• _Exercise objective_: Please copy each line of the records below that includes the word "close".

---------- Data extract

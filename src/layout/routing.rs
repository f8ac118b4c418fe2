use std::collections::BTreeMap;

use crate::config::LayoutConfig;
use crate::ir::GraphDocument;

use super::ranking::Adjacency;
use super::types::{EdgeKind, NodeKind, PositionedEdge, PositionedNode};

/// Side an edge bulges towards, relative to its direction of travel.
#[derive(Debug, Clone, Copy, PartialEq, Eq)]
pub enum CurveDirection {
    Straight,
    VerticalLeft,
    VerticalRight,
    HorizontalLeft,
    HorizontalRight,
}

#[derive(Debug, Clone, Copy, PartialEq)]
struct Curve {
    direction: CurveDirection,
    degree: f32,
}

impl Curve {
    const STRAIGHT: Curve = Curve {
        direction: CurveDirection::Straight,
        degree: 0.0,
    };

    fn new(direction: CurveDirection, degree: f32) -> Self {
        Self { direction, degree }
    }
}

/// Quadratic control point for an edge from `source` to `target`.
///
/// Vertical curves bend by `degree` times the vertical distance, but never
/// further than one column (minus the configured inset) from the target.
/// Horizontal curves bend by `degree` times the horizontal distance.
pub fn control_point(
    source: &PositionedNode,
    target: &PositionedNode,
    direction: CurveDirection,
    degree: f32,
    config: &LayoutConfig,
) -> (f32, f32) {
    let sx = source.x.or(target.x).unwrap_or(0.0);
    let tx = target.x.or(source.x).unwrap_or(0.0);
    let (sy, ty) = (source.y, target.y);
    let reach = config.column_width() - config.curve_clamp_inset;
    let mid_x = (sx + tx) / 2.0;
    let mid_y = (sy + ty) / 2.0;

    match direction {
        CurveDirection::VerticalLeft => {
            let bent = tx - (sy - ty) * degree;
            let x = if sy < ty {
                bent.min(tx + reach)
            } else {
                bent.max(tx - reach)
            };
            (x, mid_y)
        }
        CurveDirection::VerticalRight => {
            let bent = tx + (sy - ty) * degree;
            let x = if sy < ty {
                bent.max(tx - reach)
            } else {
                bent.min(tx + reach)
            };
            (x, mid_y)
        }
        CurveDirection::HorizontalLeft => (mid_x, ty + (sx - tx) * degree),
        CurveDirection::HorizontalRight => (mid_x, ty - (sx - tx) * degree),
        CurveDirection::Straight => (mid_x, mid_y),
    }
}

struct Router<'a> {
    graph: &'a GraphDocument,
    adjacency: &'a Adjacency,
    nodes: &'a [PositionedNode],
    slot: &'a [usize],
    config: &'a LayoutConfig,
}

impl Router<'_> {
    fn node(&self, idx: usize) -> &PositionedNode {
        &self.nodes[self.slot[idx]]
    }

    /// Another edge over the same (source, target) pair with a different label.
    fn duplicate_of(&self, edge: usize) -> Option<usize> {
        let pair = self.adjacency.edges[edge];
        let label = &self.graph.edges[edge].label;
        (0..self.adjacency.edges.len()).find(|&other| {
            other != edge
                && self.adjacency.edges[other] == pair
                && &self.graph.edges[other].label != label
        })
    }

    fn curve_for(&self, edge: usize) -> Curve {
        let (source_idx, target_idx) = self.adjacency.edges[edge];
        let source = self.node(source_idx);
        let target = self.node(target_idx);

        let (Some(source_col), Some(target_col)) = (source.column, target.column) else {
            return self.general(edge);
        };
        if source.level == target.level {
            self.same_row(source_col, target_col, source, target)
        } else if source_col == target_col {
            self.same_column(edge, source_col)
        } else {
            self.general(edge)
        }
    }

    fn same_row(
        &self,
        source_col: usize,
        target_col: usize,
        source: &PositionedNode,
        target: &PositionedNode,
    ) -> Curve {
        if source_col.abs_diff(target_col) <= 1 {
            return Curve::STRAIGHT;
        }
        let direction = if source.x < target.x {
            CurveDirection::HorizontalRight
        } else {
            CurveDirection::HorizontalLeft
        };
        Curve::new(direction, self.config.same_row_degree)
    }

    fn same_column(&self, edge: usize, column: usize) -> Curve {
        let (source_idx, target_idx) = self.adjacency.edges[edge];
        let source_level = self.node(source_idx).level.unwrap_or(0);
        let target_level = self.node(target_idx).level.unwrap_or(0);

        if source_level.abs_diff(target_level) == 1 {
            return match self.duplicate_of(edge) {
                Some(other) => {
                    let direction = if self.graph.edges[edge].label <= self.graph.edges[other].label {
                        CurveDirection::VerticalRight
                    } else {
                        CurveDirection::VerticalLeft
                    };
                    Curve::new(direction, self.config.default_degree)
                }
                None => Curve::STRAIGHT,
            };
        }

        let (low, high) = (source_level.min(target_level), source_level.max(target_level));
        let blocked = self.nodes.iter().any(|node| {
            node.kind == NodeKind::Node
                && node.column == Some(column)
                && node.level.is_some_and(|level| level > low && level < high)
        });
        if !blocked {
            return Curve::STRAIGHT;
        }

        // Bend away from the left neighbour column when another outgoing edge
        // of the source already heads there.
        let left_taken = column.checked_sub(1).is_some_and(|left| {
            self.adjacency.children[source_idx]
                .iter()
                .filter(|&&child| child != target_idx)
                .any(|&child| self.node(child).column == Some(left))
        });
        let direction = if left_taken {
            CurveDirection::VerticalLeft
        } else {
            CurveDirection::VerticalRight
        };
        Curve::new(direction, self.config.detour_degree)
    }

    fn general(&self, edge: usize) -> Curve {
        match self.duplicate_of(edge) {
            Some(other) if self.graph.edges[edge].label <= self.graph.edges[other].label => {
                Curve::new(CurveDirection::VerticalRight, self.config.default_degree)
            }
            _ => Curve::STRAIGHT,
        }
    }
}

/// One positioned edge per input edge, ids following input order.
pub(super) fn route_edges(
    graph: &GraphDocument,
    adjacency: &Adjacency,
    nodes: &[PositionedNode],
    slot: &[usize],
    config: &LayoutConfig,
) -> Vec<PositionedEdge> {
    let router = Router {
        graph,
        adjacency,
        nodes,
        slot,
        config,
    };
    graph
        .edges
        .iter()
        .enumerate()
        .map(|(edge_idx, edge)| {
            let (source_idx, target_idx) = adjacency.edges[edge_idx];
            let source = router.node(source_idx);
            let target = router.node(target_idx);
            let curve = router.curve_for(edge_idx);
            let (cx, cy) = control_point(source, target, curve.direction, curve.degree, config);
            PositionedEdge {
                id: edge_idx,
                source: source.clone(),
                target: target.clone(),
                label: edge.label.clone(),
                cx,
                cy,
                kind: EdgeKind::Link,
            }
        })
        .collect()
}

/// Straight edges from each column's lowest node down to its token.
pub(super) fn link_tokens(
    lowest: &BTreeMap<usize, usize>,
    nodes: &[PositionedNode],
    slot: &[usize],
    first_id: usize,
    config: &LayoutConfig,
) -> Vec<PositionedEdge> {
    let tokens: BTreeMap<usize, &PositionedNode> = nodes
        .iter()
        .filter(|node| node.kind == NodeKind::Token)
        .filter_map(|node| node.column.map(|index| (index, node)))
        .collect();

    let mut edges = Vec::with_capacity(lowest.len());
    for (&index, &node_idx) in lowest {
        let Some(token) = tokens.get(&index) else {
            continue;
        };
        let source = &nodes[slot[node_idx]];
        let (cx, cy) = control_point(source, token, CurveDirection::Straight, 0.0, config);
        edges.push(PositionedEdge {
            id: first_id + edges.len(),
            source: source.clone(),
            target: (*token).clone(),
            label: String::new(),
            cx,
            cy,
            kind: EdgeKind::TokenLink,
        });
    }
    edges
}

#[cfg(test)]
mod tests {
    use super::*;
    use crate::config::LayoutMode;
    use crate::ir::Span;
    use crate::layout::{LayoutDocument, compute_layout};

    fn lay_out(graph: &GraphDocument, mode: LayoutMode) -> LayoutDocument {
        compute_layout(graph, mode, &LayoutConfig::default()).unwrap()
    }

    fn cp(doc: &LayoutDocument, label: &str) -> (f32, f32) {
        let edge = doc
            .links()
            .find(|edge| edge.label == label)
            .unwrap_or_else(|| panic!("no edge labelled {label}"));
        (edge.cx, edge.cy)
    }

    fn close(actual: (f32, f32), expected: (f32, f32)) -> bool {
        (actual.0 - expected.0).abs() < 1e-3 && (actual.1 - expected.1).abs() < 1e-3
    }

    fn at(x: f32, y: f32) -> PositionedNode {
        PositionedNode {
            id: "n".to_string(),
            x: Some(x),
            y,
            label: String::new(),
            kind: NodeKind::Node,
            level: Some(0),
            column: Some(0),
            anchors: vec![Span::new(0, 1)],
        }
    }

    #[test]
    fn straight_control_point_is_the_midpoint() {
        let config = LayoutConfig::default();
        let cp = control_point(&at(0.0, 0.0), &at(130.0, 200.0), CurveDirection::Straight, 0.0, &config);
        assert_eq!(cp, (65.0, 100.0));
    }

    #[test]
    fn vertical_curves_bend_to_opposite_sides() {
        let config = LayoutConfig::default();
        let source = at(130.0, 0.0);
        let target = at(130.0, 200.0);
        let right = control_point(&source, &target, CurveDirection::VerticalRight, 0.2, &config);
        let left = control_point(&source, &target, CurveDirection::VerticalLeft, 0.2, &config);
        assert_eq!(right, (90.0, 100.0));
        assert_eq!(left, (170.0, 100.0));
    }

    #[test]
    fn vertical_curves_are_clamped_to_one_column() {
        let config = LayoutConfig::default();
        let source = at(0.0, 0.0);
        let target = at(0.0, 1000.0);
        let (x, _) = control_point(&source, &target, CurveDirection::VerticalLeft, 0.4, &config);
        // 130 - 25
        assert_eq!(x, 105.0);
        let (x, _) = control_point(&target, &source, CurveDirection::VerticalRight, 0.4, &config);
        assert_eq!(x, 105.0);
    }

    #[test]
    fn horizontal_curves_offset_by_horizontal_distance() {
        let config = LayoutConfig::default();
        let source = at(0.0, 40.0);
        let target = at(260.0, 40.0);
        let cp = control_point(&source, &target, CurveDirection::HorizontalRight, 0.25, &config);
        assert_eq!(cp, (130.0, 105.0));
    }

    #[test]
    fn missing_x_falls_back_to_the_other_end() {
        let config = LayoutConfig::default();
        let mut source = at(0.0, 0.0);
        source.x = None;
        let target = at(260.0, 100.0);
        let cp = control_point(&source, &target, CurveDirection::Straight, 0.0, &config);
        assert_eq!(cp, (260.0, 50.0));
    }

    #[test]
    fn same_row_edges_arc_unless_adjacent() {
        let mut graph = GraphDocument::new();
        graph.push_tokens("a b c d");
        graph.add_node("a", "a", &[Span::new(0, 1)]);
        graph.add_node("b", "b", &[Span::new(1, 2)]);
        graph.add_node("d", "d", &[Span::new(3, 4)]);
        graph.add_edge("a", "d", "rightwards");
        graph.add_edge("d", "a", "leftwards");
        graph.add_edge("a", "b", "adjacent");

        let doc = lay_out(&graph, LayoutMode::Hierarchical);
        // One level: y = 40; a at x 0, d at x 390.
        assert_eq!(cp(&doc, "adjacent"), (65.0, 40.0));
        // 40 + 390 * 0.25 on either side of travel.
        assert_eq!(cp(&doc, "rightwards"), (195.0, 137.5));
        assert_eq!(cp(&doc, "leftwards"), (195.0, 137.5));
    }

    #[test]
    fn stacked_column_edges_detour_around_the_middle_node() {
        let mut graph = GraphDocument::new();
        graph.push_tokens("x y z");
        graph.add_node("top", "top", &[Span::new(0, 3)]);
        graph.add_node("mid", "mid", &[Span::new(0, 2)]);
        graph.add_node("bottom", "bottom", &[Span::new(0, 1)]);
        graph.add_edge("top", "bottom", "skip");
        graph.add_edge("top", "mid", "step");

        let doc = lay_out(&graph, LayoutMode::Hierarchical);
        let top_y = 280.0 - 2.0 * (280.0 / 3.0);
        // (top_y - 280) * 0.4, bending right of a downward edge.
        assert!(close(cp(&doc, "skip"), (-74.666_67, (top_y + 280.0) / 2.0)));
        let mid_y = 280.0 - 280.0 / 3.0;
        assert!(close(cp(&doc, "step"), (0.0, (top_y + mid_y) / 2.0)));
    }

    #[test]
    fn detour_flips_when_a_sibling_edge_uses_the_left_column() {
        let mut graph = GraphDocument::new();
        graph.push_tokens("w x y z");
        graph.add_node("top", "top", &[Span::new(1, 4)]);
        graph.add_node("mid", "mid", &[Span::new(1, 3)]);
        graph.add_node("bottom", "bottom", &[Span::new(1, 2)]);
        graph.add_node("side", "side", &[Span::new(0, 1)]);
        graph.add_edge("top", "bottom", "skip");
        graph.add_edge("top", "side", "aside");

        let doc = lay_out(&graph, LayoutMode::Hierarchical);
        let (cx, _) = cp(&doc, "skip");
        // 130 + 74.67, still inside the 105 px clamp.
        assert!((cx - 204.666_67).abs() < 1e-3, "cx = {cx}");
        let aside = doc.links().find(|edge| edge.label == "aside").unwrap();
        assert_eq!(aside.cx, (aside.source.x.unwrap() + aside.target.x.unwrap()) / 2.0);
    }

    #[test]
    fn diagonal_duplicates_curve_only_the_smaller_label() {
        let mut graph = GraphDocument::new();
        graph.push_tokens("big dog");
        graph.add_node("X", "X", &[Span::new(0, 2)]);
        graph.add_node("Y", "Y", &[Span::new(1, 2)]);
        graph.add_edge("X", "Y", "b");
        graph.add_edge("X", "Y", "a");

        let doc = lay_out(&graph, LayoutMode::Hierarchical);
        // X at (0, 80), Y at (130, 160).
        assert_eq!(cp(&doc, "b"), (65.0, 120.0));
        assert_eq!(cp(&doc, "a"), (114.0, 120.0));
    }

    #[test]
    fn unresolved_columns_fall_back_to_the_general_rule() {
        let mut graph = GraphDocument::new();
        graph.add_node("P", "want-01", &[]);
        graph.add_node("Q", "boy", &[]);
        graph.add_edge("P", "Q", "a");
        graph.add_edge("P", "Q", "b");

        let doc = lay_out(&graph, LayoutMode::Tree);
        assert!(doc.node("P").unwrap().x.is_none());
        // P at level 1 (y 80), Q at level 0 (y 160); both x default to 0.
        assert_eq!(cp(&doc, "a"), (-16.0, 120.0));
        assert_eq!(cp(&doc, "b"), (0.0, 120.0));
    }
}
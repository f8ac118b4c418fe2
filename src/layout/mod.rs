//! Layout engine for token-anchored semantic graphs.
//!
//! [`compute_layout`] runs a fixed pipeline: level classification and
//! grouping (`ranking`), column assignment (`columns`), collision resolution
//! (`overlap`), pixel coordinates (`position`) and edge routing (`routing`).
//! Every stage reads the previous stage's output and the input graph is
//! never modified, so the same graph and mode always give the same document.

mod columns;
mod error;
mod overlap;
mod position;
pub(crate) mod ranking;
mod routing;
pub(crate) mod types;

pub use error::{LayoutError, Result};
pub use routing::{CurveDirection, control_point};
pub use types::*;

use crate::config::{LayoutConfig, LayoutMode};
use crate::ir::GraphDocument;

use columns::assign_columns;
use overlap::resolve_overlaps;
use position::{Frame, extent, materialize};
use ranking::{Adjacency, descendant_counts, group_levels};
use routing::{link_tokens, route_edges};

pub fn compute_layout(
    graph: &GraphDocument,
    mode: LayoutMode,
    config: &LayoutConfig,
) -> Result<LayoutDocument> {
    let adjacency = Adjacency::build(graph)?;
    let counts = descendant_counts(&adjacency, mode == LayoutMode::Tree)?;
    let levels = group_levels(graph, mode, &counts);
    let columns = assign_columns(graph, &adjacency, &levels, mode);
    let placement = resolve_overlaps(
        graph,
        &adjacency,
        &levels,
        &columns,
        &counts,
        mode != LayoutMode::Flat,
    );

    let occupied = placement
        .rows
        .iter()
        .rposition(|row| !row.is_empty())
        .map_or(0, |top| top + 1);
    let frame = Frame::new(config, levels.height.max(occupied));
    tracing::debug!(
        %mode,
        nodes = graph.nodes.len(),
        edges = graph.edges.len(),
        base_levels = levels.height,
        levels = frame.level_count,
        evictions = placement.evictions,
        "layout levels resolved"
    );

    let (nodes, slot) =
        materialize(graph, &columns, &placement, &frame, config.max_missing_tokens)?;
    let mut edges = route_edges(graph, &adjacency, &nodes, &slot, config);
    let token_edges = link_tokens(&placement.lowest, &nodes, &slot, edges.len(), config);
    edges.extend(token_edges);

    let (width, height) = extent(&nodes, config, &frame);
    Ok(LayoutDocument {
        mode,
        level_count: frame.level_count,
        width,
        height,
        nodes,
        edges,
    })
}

--------------------

• _Task result_:
    fn close(actual: (f32, f32), expected: (f32, f32)) -> bool {
        assert!(close(cp(&doc, "skip"), (-74.666_67, (top_y + 280.0) / 2.0)));
        assert!(close(cp(&doc, "step"), (0.0, (top_y + mid_y) / 2.0)));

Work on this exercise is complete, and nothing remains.